From Chicago, at the Interscience Conference on Antimicrobial Agents and Chemotherapy
People who carry pneumococcus bacteria in their nasal passages may be partially protected against having their noses colonized by Staphylococcus aureus. The new finding could have important implications because a pneumococcus vaccine licensed in 2000 is reducing illnesses caused by that bacterium, also known as Streptococcus pneumoniae, while S. aureus is becoming increasingly resistant to antibiotics.
Both bacteria can live harmlessly in the nose, but either can cause serious illness if it spreads to other parts of the body. Gili Regev-Yochay of Sheba Medical Center in Ramat-Gan, Israel, and her colleagues checked the noses of about 1,500 people for the presence of the two bacteria. Hundreds of the volunteers tested positive for at least one of the pathogens.
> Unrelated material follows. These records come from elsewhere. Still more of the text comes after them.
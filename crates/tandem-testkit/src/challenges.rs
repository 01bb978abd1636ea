//! Ed25519 challenge handler
//!
//! Identity keys are Ed25519 verifying keys. The handler keeps the signing
//! keys of every identity it generated, so one instance can sign on behalf
//! of every simulated installation in a test.

use ed25519_dalek::{Signer, SigningKey, Verifier, VerifyingKey};
use parking_lot::RwLock;
use std::collections::HashMap;

use tandem_core::effects::{Challenge, ChallengeEffects};
use tandem_core::{IdentityKey, Result, Signature, TandemError};

/// Challenge handler holding test signing keys
#[derive(Debug, Default)]
pub struct Ed25519Challenges {
    keys: RwLock<HashMap<IdentityKey, SigningKey>>,
}

impl Ed25519Challenges {
    /// Create a handler with no keys
    pub fn new() -> Self {
        Self::default()
    }

    /// Deterministically generate an identity from a seed and keep its key
    pub fn generate_identity(&self, seed: [u8; 32]) -> IdentityKey {
        let signing_key = SigningKey::from_bytes(&seed);
        let identity = IdentityKey::from_bytes(signing_key.verifying_key().to_bytes());
        self.keys.write().insert(identity, signing_key);
        identity
    }

    /// Generate an identity from a label
    pub fn identity_for(&self, label: &str) -> IdentityKey {
        self.generate_identity(*blake3::hash(label.as_bytes()).as_bytes())
    }
}

impl ChallengeEffects for Ed25519Challenges {
    fn solve_challenge(&self, challenge: &Challenge, signer: &IdentityKey) -> Result<Signature> {
        let keys = self.keys.read();
        let signing_key = keys
            .get(signer)
            .ok_or_else(|| TandemError::crypto(format!("no signing key for {signer}")))?;
        let signature = signing_key.sign(&challenge.to_bytes());
        Ok(Signature::from_bytes(signature.to_bytes().to_vec()))
    }

    fn check_response(
        &self,
        signature: &Signature,
        challenge: &Challenge,
        claimed_signer: &IdentityKey,
    ) -> bool {
        let Ok(verifying_key) = VerifyingKey::from_bytes(claimed_signer.as_bytes()) else {
            return false;
        };
        let Ok(signature) = ed25519_dalek::Signature::from_slice(signature.as_bytes()) else {
            return false;
        };
        verifying_key
            .verify(&challenge.to_bytes(), &signature)
            .is_ok()
    }
}

#[cfg(test)]
mod tests {
    use super::*;

    #[test]
    fn signature_binds_signer_and_challenge() {
        let challenges = Ed25519Challenges::new();
        let alice = challenges.identity_for("alice");
        let bob = challenges.identity_for("bob");
        let challenge = Challenge::MutualScan {
            scanner: alice,
            scanned: bob,
        };
        let signature = challenges.solve_challenge(&challenge, &alice).unwrap();

        assert!(challenges.check_response(&signature, &challenge, &alice));
        assert!(!challenges.check_response(&signature, &challenge, &bob));

        let other = Challenge::MutualScan {
            scanner: bob,
            scanned: alice,
        };
        assert!(!challenges.check_response(&signature, &other, &alice));
    }

    #[test]
    fn garbage_signature_is_rejected() {
        let challenges = Ed25519Challenges::new();
        let alice = challenges.identity_for("alice");
        let challenge = Challenge::OwnedIdentityDeletion {
            deleted: alice,
            contact: challenges.identity_for("bob"),
        };
        assert!(!challenges.check_response(
            &Signature::from_bytes(vec![7; 5]),
            &challenge,
            &alice
        ));
    }

    #[test]
    fn unknown_signer_cannot_sign() {
        let challenges = Ed25519Challenges::new();
        let stranger = IdentityKey::from_bytes([4; 32]);
        let challenge = Challenge::MutualScan {
            scanner: stranger,
            scanned: stranger,
        };
        assert!(challenges.solve_challenge(&challenge, &stranger).is_err());
    }
}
After accounting for factors such as age, which influences the two pathogens differently, the researchers found that people who carry pneumococcus are only 47 percent as likely to harbor S. aureus as are those with pneumococcus-free noses. The finding suggests that pneumococcus inhibits S. aureus from colonizing the nose, Regev-Yochay says.
Israel hasn’t begun vaccinating against pneumococcus, but the United States has. “I wouldn’t stop vaccinating now,” says Regev-Yochay, but she suggests that researchers keep an eye on S. aureus as vaccinations increase.